---- THE INPUT

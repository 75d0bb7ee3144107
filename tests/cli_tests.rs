#![cfg(feature = "cli_api")]

use assert_cmd::Command;
use predicates::str::contains as str_contains;
use tempfile::{TempDir, tempdir};

#[allow(deprecated)]
fn run_cli(dir: &TempDir, script: &str) -> assert_cmd::assert::Assert {
    let mut cmd = Command::cargo_bin("cli").expect("cli binary");
    cmd.env("HATIM_DB_PATH", dir.path().join("hatim.sqlite3"))
        .env("HATIM_LOCAL_STORAGE_PATH", dir.path().join("local.json"))
        .env("RUST_LOG", "off")
        .write_stdin(script.to_string())
        .assert()
}

#[test]
fn cli_builds_a_reading_grid() {
    let dir = tempdir().unwrap();
    run_cli(
        &dir,
        "new Ramazan Hatmi\nadd 200 Ali Yılmaz\nadd 404 Ayşe Demir\ndates 2025-03-07 2025-03-08\nshow\nstats\nquit\n",
    )
    .success()
    .stdout(str_contains("Created hatim local_"))
    .stdout(str_contains("07.03.2025 CUMA"))
    .stdout(str_contains("201-604"))
    .stdout(str_contains("Total pages     : 604"))
    .stdout(str_contains("Cycle complete  : 100.00%"));
}

#[test]
fn cli_reports_date_validation_errors() {
    let dir = tempdir().unwrap();
    run_cli(&dir, "new Hatim\ndates 2025-01-10 2025-01-05\nquit\n")
        .success()
        .stdout(str_contains("Start date must be on or before end date."));
}

#[test]
fn cli_requires_an_open_hatim() {
    let dir = tempdir().unwrap();
    run_cli(&dir, "add 20 Ali\nquit\n")
        .success()
        .stdout(str_contains("No hatim open."));
}

#[test]
fn cli_guest_hatims_persist_between_runs() {
    let dir = tempdir().unwrap();
    run_cli(&dir, "new Kalıcı Hatim\nadd 20 Ali\nquit\n").success();
    run_cli(&dir, "list\nquit\n")
        .success()
        .stdout(str_contains("Kalıcı Hatim"))
        .stdout(str_contains("participants=1 pages=20/604"));
}

#[test]
fn cli_delete_command_removes_hatim() {
    let dir = tempdir().unwrap();
    let assert = run_cli(&dir, "new Silinecek\ndelete\nlist\nquit\n").success();
    let output = String::from_utf8_lossy(&assert.get_output().stdout);
    let after_delete = output
        .split("Deleted hatim local_")
        .nth(1)
        .expect("delete confirmation");
    assert!(
        after_delete.contains("No hatims yet."),
        "list should be empty after delete:\n{}",
        after_delete
    );
}

#[test]
fn cli_exports_spreadsheet_and_pdf() {
    let dir = tempdir().unwrap();
    let csv_path = dir.path().join("hatim.csv");
    let pdf_path = dir.path().join("ali.json");
    let script = format!(
        "new Hatim\nadd 300 Ali\nadd 304 Ayşe\ndates 2025-03-01 2025-03-02\nexport csv {}\nexport pdf {} 1\nquit\n",
        csv_path.display(),
        pdf_path.display()
    );
    run_cli(&dir, &script)
        .success()
        .stdout(str_contains("Exported csv"))
        .stdout(str_contains("Exported pdf"));

    let csv = std::fs::read_to_string(&csv_path).unwrap();
    assert!(csv.contains("1,Ali,300,1-300,301-600"));
    let pdf = std::fs::read_to_string(&pdf_path).unwrap();
    assert!(pdf.contains("601-604"));
}

#[test]
fn cli_sign_in_switches_session() {
    let dir = tempdir().unwrap();
    run_cli(
        &dir,
        "signup lider@example.com secret1\nsignin lider@example.com secret1\nwhoami\nnew Bulut\nsignout\nwhoami\nquit\n",
    )
    .success()
    .stdout(str_contains("Registered lider@example.com."))
    .stdout(str_contains("Signed in as lider@example.com"))
    .stdout(str_contains("Guest session"));
}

--------

Report the number of lines above that hold "example", and leave out everything else.

#### [EXERCISE ANSWER]
3